Drusilla cerró con un chasquido la boca, que aún conservaba abierta por la sorpresa.

–¡Oh, desde luego que sí! Y las otras también, yo me ocuparé de ello.

–Bien. En ese caso, el primer punto que tenemos que resolver será a quién nombramos para cubrir los cuatro puestos restantes. ¡Recuerden: quiero mujeres!

–Debo de estar soñando -dijo Octavia.

–En absoluto -dijo Drusilla en un tono de lo más majestuoso.

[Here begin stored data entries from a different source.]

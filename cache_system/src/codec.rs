//! Cache key codec
//!
//! Keys are derived from `<entity>:<operation>:<json-args>`. Object keys in the
//! arguments are sorted recursively before serialization, so structurally equal
//! arguments always map to the same key regardless of insertion order.
//!
//! The default transform lower-cases the whole string and base64url-encodes it
//! without padding. Lower-casing means string arguments that differ only in
//! case share a key.

use crate::errors::CacheError;
use crate::options::KeySanitizer;
use base64::Engine;
use base64::engine::general_purpose::URL_SAFE_NO_PAD;
use serde::Serialize;
use serde_json::{Map, Value};
use std::fmt::Debug;

/// Default key transform: lower-case, then base64url without padding.
/// Empty input is returned as is.
///
/// # Warning
///
/// The argument JSON is lower-cased too, so `{"email":"Bob@x.com"}` and
/// `{"email":"bob@x.com"}` share a cache entry. Against a case-sensitive
/// store, supply a [`KeySanitizer`] that preserves case.
pub fn default_sanitize_key(key: &str) -> String {
    if key.is_empty() {
        return String::new();
    }
    URL_SAFE_NO_PAD.encode(key.to_lowercase())
}

/// Inverse of [`default_sanitize_key`], `None` when `key` was not produced by it
pub fn decode_default_key(key: &str) -> Option<String> {
    let bytes = URL_SAFE_NO_PAD.decode(key.trim_end_matches('=')).ok()?;
    String::from_utf8(bytes).ok()
}

/// Recursively sort object keys
pub fn canonicalize(value: Value) -> Value {
    match value {
        Value::Object(map) => {
            let mut entries: Vec<(String, Value)> = map.into_iter().collect();
            entries.sort_by(|a, b| a.0.cmp(&b.0));

            let mut sorted = Map::with_capacity(entries.len());
            for (key, inner) in entries {
                sorted.insert(key, canonicalize(inner));
            }
            Value::Object(sorted)
        }
        Value::Array(items) => Value::Array(items.into_iter().map(canonicalize).collect()),
        other => other,
    }
}

/// Collapse runs of whitespace so formatting differences in raw SQL share a key
pub fn normalize_query(query: &str) -> String {
    query.split_whitespace().collect::<Vec<_>>().join(" ")
}

/// Encodes (operation, arguments) pairs for one entity
#[derive(Clone)]
pub struct CacheKeyCodec {
    entity: String,
    sanitizer: Option<KeySanitizer>,
}

impl Debug for CacheKeyCodec {
    fn fmt(&self, f: &mut std::fmt::Formatter<'_>) -> std::fmt::Result {
        f.debug_struct("CacheKeyCodec")
            .field("entity", &self.entity)
            .field("has_sanitizer", &self.sanitizer.is_some())
            .finish()
    }
}

impl CacheKeyCodec {
    pub fn new(entity: &str, sanitizer: Option<KeySanitizer>) -> Self {
        Self {
            entity: entity.to_lowercase(),
            sanitizer,
        }
    }

    /// Lower-cased entity name
    pub fn entity(&self) -> &str {
        &self.entity
    }

    /// Unsanitized `<entity>:<operation>:<json>` form
    pub fn plain_key<A>(&self, operation: &str, args: &A) -> Result<String, CacheError>
    where
        A: Serialize + ?Sized,
    {
        let encoding_error = |source| CacheError::KeyEncoding {
            operation: operation.to_string(),
            source,
        };

        let value = serde_json::to_value(args).map_err(encoding_error)?;
        let json = serde_json::to_string(&canonicalize(value)).map_err(encoding_error)?;

        Ok(format!(
            "{}:{}:{}",
            self.entity,
            operation.to_lowercase(),
            json
        ))
    }

    /// Encode an operation invocation into a backend key
    pub fn encode<A>(&self, operation: &str, args: &A) -> Result<String, CacheError>
    where
        A: Serialize + ?Sized,
    {
        let plain = self.plain_key(operation, args)?;
        Ok(self.sanitize(&plain))
    }

    /// Apply the custom sanitizer, falling back to the default transform
    pub fn sanitize(&self, plain: &str) -> String {
        if let Some(sanitizer) = &self.sanitizer {
            if let Some(custom) = sanitizer(plain).filter(|s| !s.is_empty()) {
                return custom;
            }
        }
        default_sanitize_key(plain)
    }

    /// Best-effort recovery of the plain form. Under a custom sanitizer only keys
    /// that fell back to the default transform decode; the rest are opaque.
    pub fn decode(&self, key: &str) -> String {
        match decode_default_key(key) {
            Some(plain)
                if self.sanitizer.is_none() || plain.starts_with(&format!("{}:", self.entity)) =>
            {
                plain
            }
            _ => key.to_string(),
        }
    }

    /// Whether `key` was produced for `operation` on this entity
    pub fn matches_operation(&self, key: &str, operation: &str) -> bool {
        let prefix = format!("{}:{}:", self.entity, operation.to_lowercase());
        self.has_plain_prefix(key, &prefix)
    }

    /// Whether `key` lives in this entity's namespace
    pub fn belongs_to_entity(&self, key: &str) -> bool {
        let prefix = format!("{}:", self.entity);
        self.has_plain_prefix(key, &prefix)
    }

    /// Prefix test on the plain form. Opaque keys are also compared against
    /// the prefix as the custom sanitizer renders it.
    fn has_plain_prefix(&self, key: &str, prefix: &str) -> bool {
        let decoded = self.decode(key);
        if decoded.starts_with(prefix) {
            return true;
        }
        match &self.sanitizer {
            Some(sanitizer) if decoded == key => sanitizer(prefix)
                .filter(|rendered| !rendered.is_empty())
                .is_some_and(|rendered| key.starts_with(&rendered)),
            _ => false,
        }
    }
}
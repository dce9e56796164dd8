//! Cache system for repository read caching
//!
//! This crate provides the cache backend contract with in-memory and Redis
//! implementations, deterministic cache-key encoding, and the caching
//! operations engine used by cached repositories.

/// Conditional debug logging macro
/// Only compiled in when the `debug-logging` feature is enabled
#[cfg(feature = "debug-logging")]
#[macro_export]
macro_rules! debug_log {
    ($($arg:tt)*) => {
        tracing::debug!($($arg)*)
    };
}

#[cfg(not(feature = "debug-logging"))]
#[macro_export]
macro_rules! debug_log {
    ($($arg:tt)*) => {};
}

pub mod backend;
pub mod codec;
pub mod errors;
pub mod memory;
pub mod operations;
pub mod options;
pub mod prelude;
pub mod redis_backend;

// Re-export centralized config
pub use config::{CacheConfig, RedisConfig};

pub use backend::CacheBackend;
pub use codec::{CacheKeyCodec, default_sanitize_key};
pub use errors::{BackendError, CacheError};
pub use memory::{CacheStats, MemoryBackend};
pub use operations::{CachingOperations, FlushPattern, RAW_QUERY_OPERATION};
pub use options::{CacheOptions, CachePolicy, CacheSettings, KeySanitizer};
pub use redis_backend::RedisBackend;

Esto es real, hermana. Por fin las mujeres de Missalonghi han sido reconocidas.

–¡Qué gran día! – suspiró Octavia.

Y, desde luego, lo fue. Lo que quedaba de él transcurrió afuera, en la parte trasera de la casa, que miraba hacia el oeste, igual que la silla donde estaba sentada Missy. Veía en lo alto los grandes listones de nubes empujadas por el viento teñirse de escarlata como su vestido, y, al fondo, el firmamento de un color verde manzana y los árboles frutales del huerto cubiertos de flores; una lluvia de blanco y rosado, todavía más rosado bajo aquel hermoso sol menguante. Pero su mente y sus ojos, por lo común tan receptivos a la belleza natural del mundo, no estaban inmensos en aquel esplendor. Porque Una estaba de pie en el umbral de la puerta, sonriéndole. Una. ¡Oh, Una!

–No se lo digas nunca, Missy. Déjale creer que su amor y sus cuidados te curaron. – Se le escapó una risa traviesa-. Es un hombre encantador, querida, ¡pero tiene un genio terrible! No es propio de ti provocárselo, pero no tientes al destino diciéndole la verdad sobre tus problemas de corazón. A ningún hombre le gusta ser el muñeco de una mujer, y él ya ha tenido una amarga experiencia en este sentido. Así que recuerda lo que te digo: no se lo digas nunca.

–Te vas -dijo Missy desolada.

–¡Ahora mismo, querida! Ya he cumplido la misión que me encomendaron y ahora me voy a tomar un bien merecido descanso en la nube más blanda, más grande, más rosa, más achanpañada que encuentre.

–¡Sin ti no podré, Una!

–¡Tonterías, querida, por supuesto que puedes! Sólo se buena, sobre todo en la cama, y no te podrá ir mal. Es decir, siempre que hagas caso de mi advertencia: nunca le digas la verdad.

El halo exquisito que surgía del interior de Una se fundió con los últimos rayos de sol; se quedó un momento de pie en el umbral atravesada por la luz, y luego desapareció.

–¡Missy! ¡Missy! ¡Missy! ¿Estás bien? ¿Te duele algo? ¡Missy, por el amor de Dios, contéstame!

John Smith estaba de pie inclinado sobre ella, frotándole las manos con una mirada de horror clavada en sus ojos. Ella consiguió sonreírle.

–¡Estoy muy bien, John, de veras! Ha sido el día. ¡Demasiada felicidad!

–Será mejor que te acostumbres a sentir demasiada felicidad, amor mío, ¡porque te juro que te voy a ahogar en ella! – dijo, y, recobrando el aliento, prosiguió-: Eres mi segunda oportunidad, Missalonghi Smith.

Una brisa fresca entró por la puerta abierta y, justo antes de que Drusilla llegara a cerrarla, susurró sólo para Missy:

–¡No se lo digas nunca! ¡Oh, por favor, nunca se lo digas!